Первыми погрузились артиллеристы. Ста двадцати миллиметровые самоходные гаубицы, чадя дымом и копотью, устремились по лесным просёлкам на грузовую станцию, за ними потянулись колёсные машины подвоза боекомплекта. На второй день эвакуации зенитноракетный дивизион перегнал «Шилки» и БТРы, затем несколько суток колонны БМП мотострелков запрудили подступы к товарным площадкам, и наконец, наступила очередь танкистов.

Офицеров и прапорщиков батальона, каждого с двумя-тремя солдатами и с флажками в руках расставили на перекрестках и поворотах, чтобы не дай бог, тяжелые танки не раздавили какого-то зазевавшегося немца пешехода или легковую машину.

Командир полка на совещании как обычно ругался, громко кричал, требовал то одно, то другое, а комбат Перепутенко с ним долго препирался. Весь спор заключался в том, сколько литров солярки должно быть в топливных баках.

— Обеспечить безостановочное движение! Чтоб ни в одном танке топливо не зависло! — шумел полковник Бунчук. — Наша задача загрузить технику быстро и в срок. Танки на платформы загоняют лично командиры рот, а то не приведи господи, механики свалят машину. Тепловоз подадут в шестнадцать, начало движения эшелона в двадцать. Караул сопровождения должен быть готов в пятнадцать часов: вещи, продукты, оружие, документы. Комбат, вы лично отвечаете за успешную погрузку!

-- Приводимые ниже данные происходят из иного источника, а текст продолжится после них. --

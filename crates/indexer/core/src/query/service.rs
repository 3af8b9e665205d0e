use crate::QueryError;
use std::{collections::BTreeMap, sync::Arc};
use unitscan_storage::{IndexStorageReader, ProgressStorage};
use unitscan_types::{BlockRecord, BlocksPage, PartitionId, TxRecord, TxsPage};

/// Answers read requests from the index.
#[derive(Debug)]
pub struct QueryService<S> {
    store: Arc<S>,
}

impl<S> Clone for QueryService<S> {
    fn clone(&self) -> Self {
        Self { store: self.store.clone() }
    }
}

impl<S> QueryService<S>
where
    S: IndexStorageReader + ProgressStorage,
{
    /// Creates a service reading from `store`.
    pub const fn new(store: Arc<S>) -> Self {
        Self { store }
    }

    /// Returns block `block_number` of every requested partition that has it. An empty request
    /// covers every known partition.
    pub fn get_block(
        &self,
        block_number: u64,
        partition_ids: &[PartitionId],
    ) -> Result<BTreeMap<PartitionId, BlockRecord>, QueryError> {
        let mut blocks = BTreeMap::new();
        for partition_id in self.resolve(partition_ids)? {
            if let Some(block) = self.store.get_block(partition_id, block_number)? {
                blocks.insert(partition_id, block);
            }
        }
        Ok(blocks)
    }

    /// Returns up to `count` of the most recent blocks of every requested partition, newest
    /// first. An empty request covers every known partition.
    ///
    /// Empty blocks are dropped before counting unless `include_empty` is set.
    pub fn get_last_blocks(
        &self,
        partition_ids: &[PartitionId],
        count: usize,
        include_empty: bool,
    ) -> Result<BTreeMap<PartitionId, Vec<BlockRecord>>, QueryError> {
        if count == 0 {
            return Err(QueryError::InvalidArgument("count must be at least 1"));
        }

        let mut blocks = BTreeMap::new();
        for partition_id in self.resolve(partition_ids)? {
            let last =
                self.store.get_blocks_desc(partition_id, u64::MAX, count, include_empty)?;
            blocks.insert(partition_id, last);
        }
        Ok(blocks)
    }

    /// Returns up to `count` blocks of a partition starting at `start_block` and walking towards
    /// the first block.
    ///
    /// A full page points `prev_block_number` just below its last block, a short page ends the
    /// walk with `0`.
    pub fn get_blocks_in_range(
        &self,
        partition_id: PartitionId,
        start_block: u64,
        count: usize,
        include_empty: bool,
    ) -> Result<BlocksPage, QueryError> {
        if count == 0 {
            return Err(QueryError::InvalidArgument("count must be at least 1"));
        }

        let blocks = self.store.get_blocks_desc(partition_id, start_block, count, include_empty)?;
        let prev_block_number = match blocks.last() {
            Some(last) if blocks.len() == count => last.block_number.saturating_sub(1),
            _ => 0,
        };
        Ok(BlocksPage { blocks, prev_block_number })
    }

    /// Returns up to `limit` transactions of a partition, newest first, starting at the cursor
    /// `start` (inclusive) or at the most recent one.
    ///
    /// `previous_id` is the cursor of the following page, `None` when no transactions remain.
    pub fn get_txs_page(
        &self,
        partition_id: PartitionId,
        start: Option<u64>,
        limit: usize,
    ) -> Result<TxsPage, QueryError> {
        if limit == 0 {
            return Err(QueryError::InvalidArgument("limit must be at least 1"));
        }

        let mut txs = self.store.get_txs_desc(partition_id, start, limit.saturating_add(1))?;
        let previous_id =
            if txs.len() > limit { txs.pop().map(|tx| tx.insertion_sequence) } else { None };
        Ok(TxsPage { txs, previous_id })
    }

    /// Returns the transaction with the given record hash or order hash.
    pub fn get_tx(&self, hash: &[u8]) -> Result<Option<TxRecord>, QueryError> {
        Ok(self.store.get_tx(hash)?)
    }

    /// Returns the transactions of a block in block order.
    pub fn get_txs_by_block_number(
        &self,
        partition_id: PartitionId,
        block_number: u64,
    ) -> Result<Vec<TxRecord>, QueryError> {
        Ok(self.store.get_txs_by_block_number(partition_id, block_number)?)
    }

    /// Returns the transactions of a partition that touched `unit_id`, newest first.
    pub fn get_txs_by_unit_id(
        &self,
        partition_id: PartitionId,
        unit_id: &[u8],
    ) -> Result<Vec<TxRecord>, QueryError> {
        Ok(self.store.get_txs_by_unit_id(partition_id, unit_id)?)
    }

    /// Returns the transactions of a partition matching `key` by record hash, order hash or
    /// target unit.
    pub fn find_txs(
        &self,
        partition_id: PartitionId,
        key: &[u8],
    ) -> Result<Vec<TxRecord>, QueryError> {
        Ok(self.store.find_txs(partition_id, key)?)
    }

    /// Returns the number of the last indexed block of a partition.
    pub fn get_partition_progress(&self, partition_id: PartitionId) -> Result<u64, QueryError> {
        Ok(self.store.get_partition_progress(partition_id)?)
    }

    /// Returns every partition with indexed blocks.
    pub fn known_partitions(&self) -> Result<Vec<PartitionId>, QueryError> {
        Ok(self.store.known_partitions()?)
    }

    fn resolve(&self, partition_ids: &[PartitionId]) -> Result<Vec<PartitionId>, QueryError> {
        if partition_ids.is_empty() {
            return self.known_partitions();
        }
        Ok(partition_ids.to_vec())
    }
}

#[cfg(test)]
mod tests {
    use super::*;
    use rstest::rstest;
    use unitscan_storage::{InMemoryStore, IndexStorageWriter};
    use unitscan_types::{B256, Bytes};

    fn block(partition_id: PartitionId, block_number: u64, txs: &[TxRecord]) -> BlockRecord {
        BlockRecord {
            partition_id,
            block_number,
            tx_hashes: txs.iter().map(|tx| tx.tx_record_hash).collect(),
            tx_count: txs.len(),
            ..Default::default()
        }
    }

    fn tx(partition_id: PartitionId, block_number: u64, tag: u8) -> TxRecord {
        TxRecord {
            partition_id,
            block_number,
            tx_record_hash: B256::repeat_byte(tag),
            tx_order_hash: B256::with_last_byte(tag),
            target_unit_ids: vec![Bytes::from_static(b"unit")],
            ..Default::default()
        }
    }

    /// Partition 1 holds blocks 1..=6 where only the even blocks carry a transaction.
    /// Partition 2 holds blocks 1..=2 without transactions.
    fn service() -> QueryService<InMemoryStore> {
        let store = Arc::new(InMemoryStore::new());
        for number in 1..=6u64 {
            let txs = if number % 2 == 0 { vec![tx(1, number, number as u8)] } else { vec![] };
            store.commit_block(&block(1, number, &txs), txs).unwrap();
        }
        for number in 1..=2 {
            store.commit_block(&block(2, number, &[]), vec![]).unwrap();
        }
        QueryService::new(store)
    }

    #[test]
    fn test_get_block_skips_missing_partitions() {
        let service = service();

        let blocks = service.get_block(4, &[]).unwrap();
        assert_eq!(blocks.keys().copied().collect::<Vec<_>>(), vec![1]);

        let blocks = service.get_block(2, &[2, 9]).unwrap();
        assert_eq!(blocks.keys().copied().collect::<Vec<_>>(), vec![2]);
        assert!(service.get_block(7, &[1, 2]).unwrap().is_empty());
    }

    #[rstest]
    #[case::with_empty(true, vec![6, 5, 4])]
    #[case::without_empty(false, vec![6, 4, 2])]
    fn test_get_last_blocks(#[case] include_empty: bool, #[case] expected: Vec<u64>) {
        let last = service().get_last_blocks(&[1], 3, include_empty).unwrap();
        let numbers: Vec<_> = last[&1].iter().map(|block| block.block_number).collect();
        assert_eq!(numbers, expected);
    }

    #[test]
    fn test_get_last_blocks_covers_known_partitions() {
        let last = service().get_last_blocks(&[], 10, false).unwrap();

        assert_eq!(last.len(), 2);
        assert_eq!(last[&1].len(), 3);
        assert!(last[&2].is_empty());
    }

    #[rstest]
    #[case::full_page(6, 2, true, vec![6, 5], 4)]
    #[case::reaches_first_block(2, 3, true, vec![2, 1], 0)]
    #[case::exact_at_first_block(1, 1, true, vec![1], 0)]
    #[case::filtered(5, 2, false, vec![4, 2], 1)]
    fn test_get_blocks_in_range(
        #[case] start_block: u64,
        #[case] count: usize,
        #[case] include_empty: bool,
        #[case] expected: Vec<u64>,
        #[case] prev_block_number: u64,
    ) {
        let page = service().get_blocks_in_range(1, start_block, count, include_empty).unwrap();

        assert_eq!(page.blocks.iter().map(|b| b.block_number).collect::<Vec<_>>(), expected);
        assert_eq!(page.prev_block_number, prev_block_number);
    }

    #[test]
    fn test_txs_pages_cover_everything_once() {
        let service = service();

        let mut seen = vec![];
        let mut cursor = None;
        loop {
            let page = service.get_txs_page(1, cursor, 2).unwrap();
            assert!(page.txs.len() <= 2);
            seen.extend(page.txs.iter().map(|tx| tx.block_number));
            match page.previous_id {
                Some(previous_id) => cursor = Some(previous_id),
                None => break,
            }
        }

        assert_eq!(seen, vec![6, 4, 2]);
    }

    #[test]
    fn test_zero_sized_pages_are_rejected() {
        let service = service();

        assert!(matches!(
            service.get_txs_page(1, None, 0),
            Err(QueryError::InvalidArgument(_))
        ));
        assert!(matches!(
            service.get_blocks_in_range(1, 6, 0, true),
            Err(QueryError::InvalidArgument(_))
        ));
        assert!(matches!(
            service.get_last_blocks(&[1], 0, true),
            Err(QueryError::InvalidArgument(_))
        ));
    }

    #[test]
    fn test_tx_lookups() {
        let service = service();
        let tx = service.get_tx(B256::with_last_byte(4).as_slice()).unwrap().unwrap();

        assert_eq!(tx.block_number, 4);
        assert_eq!(service.get_txs_by_block_number(1, 4).unwrap(), vec![tx.clone()]);
        assert!(service.get_txs_by_block_number(1, 5).unwrap().is_empty());
        assert_eq!(service.get_txs_by_unit_id(1, b"unit").unwrap().len(), 3);
        assert!(service.get_txs_by_unit_id(2, b"unit").unwrap().is_empty());
        assert_eq!(service.get_partition_progress(1).unwrap(), 6);
        assert_eq!(service.known_partitions().unwrap(), vec![1, 2]);
    }
}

Перепутенко определил Эдуарду особо опасный участок перегонного пути: руководство перекрёстком асфальтированной дороги с просёлочной, ведущей в какую-то деревню. На асфальт накинули настил из досок, чтобы нечаянно траками не повредилось шоссе и чтобы немцы, потом не начали судебную тяжбу за порчу покрытия. По обе стороны дороги стояли солдаты с флажками, прямо по центру, на осевой разметке, а на обочине сам Громобоев. Капитану велено было следить за бойцами, чтобы они бдили, а не улеглись в траву дрыхнуть. Регулировщиков обрядили в белые каски с красными звездами, в светлые комбинезоны с белыми светоотражательными рукавами, и каждому вдобавок к флажку по белому жезлу с полосками. Ну, прямо как настоящая военная автоинспекция!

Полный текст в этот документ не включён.